### Task description
A bare count is the expected answer, namely the number of lines in the records that have the word "warmcache".

### Stored data entries
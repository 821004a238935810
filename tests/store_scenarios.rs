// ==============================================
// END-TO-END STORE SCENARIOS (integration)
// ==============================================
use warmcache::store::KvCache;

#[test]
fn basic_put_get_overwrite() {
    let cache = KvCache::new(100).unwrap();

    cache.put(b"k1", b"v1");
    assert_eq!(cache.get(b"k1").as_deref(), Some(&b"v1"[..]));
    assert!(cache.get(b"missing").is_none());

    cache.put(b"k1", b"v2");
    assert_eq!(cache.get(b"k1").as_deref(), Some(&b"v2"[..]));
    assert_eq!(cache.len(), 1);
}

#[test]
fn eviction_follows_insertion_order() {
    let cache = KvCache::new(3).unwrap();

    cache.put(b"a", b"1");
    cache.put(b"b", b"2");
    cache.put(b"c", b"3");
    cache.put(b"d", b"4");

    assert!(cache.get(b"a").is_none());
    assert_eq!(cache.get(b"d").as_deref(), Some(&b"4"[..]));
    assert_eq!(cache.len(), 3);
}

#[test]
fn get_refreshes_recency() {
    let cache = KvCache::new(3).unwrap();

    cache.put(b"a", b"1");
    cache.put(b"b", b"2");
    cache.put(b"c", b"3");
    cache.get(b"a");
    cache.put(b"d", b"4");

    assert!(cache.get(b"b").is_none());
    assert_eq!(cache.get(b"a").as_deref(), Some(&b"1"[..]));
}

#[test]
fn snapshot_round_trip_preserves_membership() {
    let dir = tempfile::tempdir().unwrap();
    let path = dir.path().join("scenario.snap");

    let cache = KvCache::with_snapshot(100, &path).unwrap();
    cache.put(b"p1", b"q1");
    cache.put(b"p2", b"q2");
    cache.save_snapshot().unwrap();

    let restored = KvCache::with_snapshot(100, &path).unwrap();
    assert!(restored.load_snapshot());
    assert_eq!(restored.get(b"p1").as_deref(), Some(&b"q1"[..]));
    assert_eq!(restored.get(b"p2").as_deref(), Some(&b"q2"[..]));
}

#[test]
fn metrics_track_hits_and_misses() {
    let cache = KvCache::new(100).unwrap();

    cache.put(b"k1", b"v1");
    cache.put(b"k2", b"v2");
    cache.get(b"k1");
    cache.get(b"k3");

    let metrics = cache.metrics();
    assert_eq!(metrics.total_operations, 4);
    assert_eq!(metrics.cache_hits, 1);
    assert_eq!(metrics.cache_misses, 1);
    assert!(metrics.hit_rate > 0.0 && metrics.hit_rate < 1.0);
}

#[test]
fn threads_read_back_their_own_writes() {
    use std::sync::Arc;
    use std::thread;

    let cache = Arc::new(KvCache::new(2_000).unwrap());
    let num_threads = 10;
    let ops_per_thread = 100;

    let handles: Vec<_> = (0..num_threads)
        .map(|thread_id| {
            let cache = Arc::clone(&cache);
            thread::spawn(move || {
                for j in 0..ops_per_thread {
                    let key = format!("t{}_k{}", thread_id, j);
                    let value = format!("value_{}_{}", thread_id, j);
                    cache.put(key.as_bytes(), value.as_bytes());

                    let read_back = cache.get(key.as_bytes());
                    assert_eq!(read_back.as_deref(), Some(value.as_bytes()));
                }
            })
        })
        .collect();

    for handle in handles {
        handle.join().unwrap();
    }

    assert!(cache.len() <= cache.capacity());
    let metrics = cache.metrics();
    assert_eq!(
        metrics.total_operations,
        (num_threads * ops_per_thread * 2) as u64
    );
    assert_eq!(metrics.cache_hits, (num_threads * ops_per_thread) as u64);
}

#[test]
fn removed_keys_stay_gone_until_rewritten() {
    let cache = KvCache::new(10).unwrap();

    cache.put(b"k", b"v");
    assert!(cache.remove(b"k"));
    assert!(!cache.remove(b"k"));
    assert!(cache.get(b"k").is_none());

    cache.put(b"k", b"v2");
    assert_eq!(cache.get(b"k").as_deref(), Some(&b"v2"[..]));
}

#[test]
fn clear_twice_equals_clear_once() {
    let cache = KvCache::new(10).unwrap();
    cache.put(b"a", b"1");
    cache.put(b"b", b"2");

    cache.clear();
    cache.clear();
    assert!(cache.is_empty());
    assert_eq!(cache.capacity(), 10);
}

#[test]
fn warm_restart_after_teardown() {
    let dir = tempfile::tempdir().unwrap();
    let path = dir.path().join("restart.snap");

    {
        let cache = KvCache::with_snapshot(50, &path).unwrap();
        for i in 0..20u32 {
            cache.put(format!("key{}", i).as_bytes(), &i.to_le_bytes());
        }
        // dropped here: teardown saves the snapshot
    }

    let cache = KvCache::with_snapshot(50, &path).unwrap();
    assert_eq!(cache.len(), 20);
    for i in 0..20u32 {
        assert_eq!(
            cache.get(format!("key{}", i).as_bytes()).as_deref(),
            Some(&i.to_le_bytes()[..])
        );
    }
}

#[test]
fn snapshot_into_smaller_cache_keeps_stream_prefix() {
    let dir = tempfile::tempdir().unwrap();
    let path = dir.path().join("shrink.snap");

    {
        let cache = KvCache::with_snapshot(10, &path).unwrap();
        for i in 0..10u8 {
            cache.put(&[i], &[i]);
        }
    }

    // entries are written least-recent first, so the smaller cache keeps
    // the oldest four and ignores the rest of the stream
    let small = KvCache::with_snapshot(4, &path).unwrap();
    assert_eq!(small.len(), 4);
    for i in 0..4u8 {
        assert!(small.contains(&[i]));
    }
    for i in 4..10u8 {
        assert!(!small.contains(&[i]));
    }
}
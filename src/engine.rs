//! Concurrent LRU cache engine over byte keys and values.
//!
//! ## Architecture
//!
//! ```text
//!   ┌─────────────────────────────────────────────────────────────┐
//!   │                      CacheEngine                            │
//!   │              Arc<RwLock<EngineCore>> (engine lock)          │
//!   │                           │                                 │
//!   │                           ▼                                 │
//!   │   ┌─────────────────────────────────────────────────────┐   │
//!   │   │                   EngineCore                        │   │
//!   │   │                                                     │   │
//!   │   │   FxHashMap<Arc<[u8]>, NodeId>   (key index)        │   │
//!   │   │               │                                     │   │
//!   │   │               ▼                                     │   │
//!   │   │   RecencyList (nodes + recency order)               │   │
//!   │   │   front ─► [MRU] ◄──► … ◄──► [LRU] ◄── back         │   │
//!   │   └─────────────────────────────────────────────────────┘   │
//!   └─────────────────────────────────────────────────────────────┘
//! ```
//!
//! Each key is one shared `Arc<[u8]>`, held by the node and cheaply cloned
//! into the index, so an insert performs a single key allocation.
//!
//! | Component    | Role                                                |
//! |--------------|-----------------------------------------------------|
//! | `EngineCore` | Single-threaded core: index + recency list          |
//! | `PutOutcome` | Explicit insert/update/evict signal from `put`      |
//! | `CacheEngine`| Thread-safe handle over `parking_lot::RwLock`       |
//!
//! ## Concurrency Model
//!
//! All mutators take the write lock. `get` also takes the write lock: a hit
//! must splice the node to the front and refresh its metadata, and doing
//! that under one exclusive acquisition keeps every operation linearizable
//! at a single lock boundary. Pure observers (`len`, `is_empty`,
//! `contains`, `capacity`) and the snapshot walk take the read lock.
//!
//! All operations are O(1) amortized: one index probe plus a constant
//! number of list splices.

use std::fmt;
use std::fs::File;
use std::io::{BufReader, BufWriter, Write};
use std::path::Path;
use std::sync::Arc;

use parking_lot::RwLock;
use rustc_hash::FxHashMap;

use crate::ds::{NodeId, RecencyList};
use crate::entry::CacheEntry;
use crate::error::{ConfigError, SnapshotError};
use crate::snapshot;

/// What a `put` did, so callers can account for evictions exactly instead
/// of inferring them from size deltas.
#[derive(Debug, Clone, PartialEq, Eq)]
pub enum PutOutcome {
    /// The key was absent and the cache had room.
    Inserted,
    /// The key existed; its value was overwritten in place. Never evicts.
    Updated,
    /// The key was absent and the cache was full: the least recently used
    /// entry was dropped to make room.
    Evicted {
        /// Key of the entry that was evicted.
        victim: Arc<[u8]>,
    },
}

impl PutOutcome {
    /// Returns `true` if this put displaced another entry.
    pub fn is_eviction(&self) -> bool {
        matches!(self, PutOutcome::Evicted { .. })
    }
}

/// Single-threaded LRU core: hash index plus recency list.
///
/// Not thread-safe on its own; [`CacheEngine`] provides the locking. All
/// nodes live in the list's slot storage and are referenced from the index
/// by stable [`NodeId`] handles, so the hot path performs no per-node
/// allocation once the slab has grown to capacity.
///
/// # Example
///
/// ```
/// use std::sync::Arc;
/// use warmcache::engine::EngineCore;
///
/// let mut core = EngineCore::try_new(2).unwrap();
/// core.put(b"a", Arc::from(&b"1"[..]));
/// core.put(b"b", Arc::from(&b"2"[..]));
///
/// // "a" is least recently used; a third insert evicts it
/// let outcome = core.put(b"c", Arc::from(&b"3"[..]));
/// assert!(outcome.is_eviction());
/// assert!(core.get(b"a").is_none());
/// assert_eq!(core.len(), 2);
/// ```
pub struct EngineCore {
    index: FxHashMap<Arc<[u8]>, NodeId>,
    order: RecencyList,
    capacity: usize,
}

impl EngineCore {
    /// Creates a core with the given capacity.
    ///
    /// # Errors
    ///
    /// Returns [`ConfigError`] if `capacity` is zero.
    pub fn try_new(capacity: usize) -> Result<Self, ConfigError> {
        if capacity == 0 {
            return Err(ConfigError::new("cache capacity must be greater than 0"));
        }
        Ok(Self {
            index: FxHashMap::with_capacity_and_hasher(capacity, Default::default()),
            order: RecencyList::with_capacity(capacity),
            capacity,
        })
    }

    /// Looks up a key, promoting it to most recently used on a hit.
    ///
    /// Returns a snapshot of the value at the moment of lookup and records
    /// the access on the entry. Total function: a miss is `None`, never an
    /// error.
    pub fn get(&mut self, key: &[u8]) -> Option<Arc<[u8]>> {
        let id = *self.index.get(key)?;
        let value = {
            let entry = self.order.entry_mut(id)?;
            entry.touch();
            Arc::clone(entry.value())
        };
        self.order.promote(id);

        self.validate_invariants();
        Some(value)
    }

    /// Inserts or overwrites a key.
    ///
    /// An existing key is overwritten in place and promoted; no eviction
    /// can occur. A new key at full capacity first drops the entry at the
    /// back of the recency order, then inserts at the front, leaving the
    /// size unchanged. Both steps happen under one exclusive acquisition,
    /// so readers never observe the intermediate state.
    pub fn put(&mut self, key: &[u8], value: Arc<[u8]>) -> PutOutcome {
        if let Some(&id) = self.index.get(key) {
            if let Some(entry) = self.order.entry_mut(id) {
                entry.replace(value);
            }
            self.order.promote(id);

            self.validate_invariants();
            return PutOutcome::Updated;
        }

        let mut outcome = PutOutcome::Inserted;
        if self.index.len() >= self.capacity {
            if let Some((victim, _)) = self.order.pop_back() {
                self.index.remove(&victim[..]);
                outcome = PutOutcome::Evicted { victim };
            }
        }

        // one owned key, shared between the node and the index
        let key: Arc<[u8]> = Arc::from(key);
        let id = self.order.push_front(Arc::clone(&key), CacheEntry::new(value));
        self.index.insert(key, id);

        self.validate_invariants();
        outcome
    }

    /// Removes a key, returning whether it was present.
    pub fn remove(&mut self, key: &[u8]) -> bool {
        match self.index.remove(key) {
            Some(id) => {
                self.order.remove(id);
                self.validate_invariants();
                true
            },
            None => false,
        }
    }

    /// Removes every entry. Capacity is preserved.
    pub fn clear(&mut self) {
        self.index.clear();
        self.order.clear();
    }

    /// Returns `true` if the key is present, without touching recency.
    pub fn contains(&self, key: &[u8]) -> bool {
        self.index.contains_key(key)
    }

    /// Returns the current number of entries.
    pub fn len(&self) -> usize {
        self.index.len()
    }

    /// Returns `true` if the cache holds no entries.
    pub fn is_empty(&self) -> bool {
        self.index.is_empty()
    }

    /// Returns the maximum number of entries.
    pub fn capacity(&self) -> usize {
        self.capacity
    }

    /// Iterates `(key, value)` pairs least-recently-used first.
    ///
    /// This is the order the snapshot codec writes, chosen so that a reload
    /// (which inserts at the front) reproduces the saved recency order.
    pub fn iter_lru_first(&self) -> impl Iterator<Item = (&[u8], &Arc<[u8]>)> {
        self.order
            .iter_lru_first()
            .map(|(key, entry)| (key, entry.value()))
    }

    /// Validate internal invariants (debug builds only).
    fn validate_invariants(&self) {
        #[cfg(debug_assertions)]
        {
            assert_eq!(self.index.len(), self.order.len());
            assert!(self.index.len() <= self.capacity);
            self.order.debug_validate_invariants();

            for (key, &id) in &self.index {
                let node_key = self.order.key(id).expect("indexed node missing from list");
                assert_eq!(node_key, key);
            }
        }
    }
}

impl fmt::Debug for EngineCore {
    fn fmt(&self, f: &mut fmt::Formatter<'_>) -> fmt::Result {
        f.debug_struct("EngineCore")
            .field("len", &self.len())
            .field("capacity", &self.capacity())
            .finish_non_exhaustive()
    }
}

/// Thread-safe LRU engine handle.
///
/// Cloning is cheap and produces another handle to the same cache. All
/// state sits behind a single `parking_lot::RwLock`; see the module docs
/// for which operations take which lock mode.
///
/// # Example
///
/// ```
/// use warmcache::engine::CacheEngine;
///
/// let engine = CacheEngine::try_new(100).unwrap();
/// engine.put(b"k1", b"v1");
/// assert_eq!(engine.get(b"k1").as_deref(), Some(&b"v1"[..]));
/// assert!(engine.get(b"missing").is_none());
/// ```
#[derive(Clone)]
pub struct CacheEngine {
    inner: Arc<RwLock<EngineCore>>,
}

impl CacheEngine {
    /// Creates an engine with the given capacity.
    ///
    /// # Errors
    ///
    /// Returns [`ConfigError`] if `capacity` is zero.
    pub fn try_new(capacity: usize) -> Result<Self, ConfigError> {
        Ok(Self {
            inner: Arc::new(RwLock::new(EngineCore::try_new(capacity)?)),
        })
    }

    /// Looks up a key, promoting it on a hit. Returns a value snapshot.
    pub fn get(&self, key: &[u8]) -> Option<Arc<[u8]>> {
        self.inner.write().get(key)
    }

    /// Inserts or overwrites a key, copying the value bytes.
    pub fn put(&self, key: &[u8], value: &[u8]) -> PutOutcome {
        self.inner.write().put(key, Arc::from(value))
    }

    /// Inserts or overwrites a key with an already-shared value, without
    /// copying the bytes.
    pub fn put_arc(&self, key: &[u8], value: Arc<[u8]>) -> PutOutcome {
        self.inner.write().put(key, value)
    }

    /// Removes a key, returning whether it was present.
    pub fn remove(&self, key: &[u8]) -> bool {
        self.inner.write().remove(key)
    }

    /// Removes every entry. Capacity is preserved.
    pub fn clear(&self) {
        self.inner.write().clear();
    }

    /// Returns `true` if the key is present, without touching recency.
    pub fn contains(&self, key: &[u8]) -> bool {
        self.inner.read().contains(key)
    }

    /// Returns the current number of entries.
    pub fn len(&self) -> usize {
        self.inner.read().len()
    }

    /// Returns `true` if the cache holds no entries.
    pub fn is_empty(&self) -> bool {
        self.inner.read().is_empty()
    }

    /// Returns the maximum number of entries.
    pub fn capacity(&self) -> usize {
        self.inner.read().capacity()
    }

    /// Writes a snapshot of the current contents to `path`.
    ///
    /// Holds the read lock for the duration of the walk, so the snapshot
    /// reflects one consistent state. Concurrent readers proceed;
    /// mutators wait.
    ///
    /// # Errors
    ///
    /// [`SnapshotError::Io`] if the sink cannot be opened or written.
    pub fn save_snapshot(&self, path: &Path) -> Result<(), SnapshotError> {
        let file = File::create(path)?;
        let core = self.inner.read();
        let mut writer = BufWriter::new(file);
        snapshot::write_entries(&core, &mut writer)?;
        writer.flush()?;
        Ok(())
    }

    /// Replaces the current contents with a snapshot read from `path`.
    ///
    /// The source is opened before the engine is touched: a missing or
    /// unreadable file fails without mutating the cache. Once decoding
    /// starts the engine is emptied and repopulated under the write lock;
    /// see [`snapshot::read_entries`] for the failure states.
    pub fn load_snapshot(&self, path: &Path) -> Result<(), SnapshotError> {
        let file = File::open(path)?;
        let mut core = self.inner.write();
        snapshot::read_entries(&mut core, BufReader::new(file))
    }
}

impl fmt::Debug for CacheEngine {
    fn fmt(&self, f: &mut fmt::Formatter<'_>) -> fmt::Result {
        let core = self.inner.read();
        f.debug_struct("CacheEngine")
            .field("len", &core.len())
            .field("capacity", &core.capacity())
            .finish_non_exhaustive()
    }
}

### Answer area
3